What emerges from the study is that immediate set up of all the containment measures is extremely important. Although some of the non-pharmaceutical policies also have a disruptive impact on society (school and workplace closures, household quarantines), their implementation should be considered right away. Furthermore, in our study we did not consider pharmaceutical interventions such as the preventive immunization of laboratory workers or the massive use of antiviral drugs. Although those measures may help in considerably increasing the containment probability, the availability and effectiveness of a vaccine against laboratory manipulated influenza viruses is not clear, nor is the logistical feasibility of massive antiviral interventions. For other types of viruses however, containment measures such as preventive and reactive vaccination or the use of specific pharmaceutical prophylaxis may be available and should therefore be included in the model.
How do you think your research and similar studies will impact policy decisions on influenza virus research, and specifically on the building of labs carrying out this research?
Our work provides numerical evaluation of one containment probability taking into account some of the many elements that contribute to the risk analysis associated with work carried out in BSL laboratories.
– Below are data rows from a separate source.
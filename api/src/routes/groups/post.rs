//! Group creation and membership assignment routes.

use axum::Extension;
use axum::Json;
use axum::extract::{Path, State};
use axum::http::StatusCode;
use validator::Validate;

use services::group_service::{CreateGroup, GroupService};

use crate::auth::AuthUser;
use crate::response::{ApiError, ApiResponse};
use crate::routes::groups::common::{CreateGroupRequest, GroupResponse, MembersRequest};
use crate::state::AppState;

/// POST /api/groups
///
/// Create a classroom group. Admin only. Group names are unique; a duplicate
/// is rejected with `409 conflict`.
pub async fn create_group(
    State(state): State<AppState>,
    Extension(AuthUser(claims)): Extension<AuthUser>,
    Json(req): Json<CreateGroupRequest>,
) -> Result<(StatusCode, Json<ApiResponse<GroupResponse>>), ApiError> {
    if let Err(errors) = req.validate() {
        return Err(ApiError::invalid_input(common::format_validation_errors(
            &errors,
        )));
    }

    let group = GroupService::create(
        state.db(),
        CreateGroup {
            name: req.name,
            description: req.description,
            created_by: claims.sub,
        },
    )
    .await?;

    Ok((
        StatusCode::CREATED,
        Json(ApiResponse::success(
            group.into(),
            "Group created successfully",
        )),
    ))
}

/// POST /api/groups/{group_id}/members
///
/// Add one or more users to the group. Admin only. The batch is atomic:
/// an unknown user id (`404`) or an existing membership (`409`) leaves the
/// group unchanged.
pub async fn add_members(
    State(state): State<AppState>,
    Path(group_id): Path<String>,
    Json(req): Json<MembersRequest>,
) -> Result<(StatusCode, Json<ApiResponse<()>>), ApiError> {
    GroupService::add_members(state.db(), &group_id, &req.user_ids).await?;

    Ok((
        StatusCode::OK,
        Json(ApiResponse::success(
            (),
            "Members added to group successfully",
        )),
    ))
}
However, there are many elements that have to be considered in formulating policies regarding BSL laboratories, such as population vulnerability to infectious agents, structure of the health system, and the possibility of putting in place a rapid response program. It is also worth remembering that in many cases the experiments or work carried out in those laboratories are meant to augment our capabilities for fighting these infectious diseases. We hope as ‘number providers’ that our work will provide valuable information to policy makers engaged in such a complex and multidisciplinary decision making process.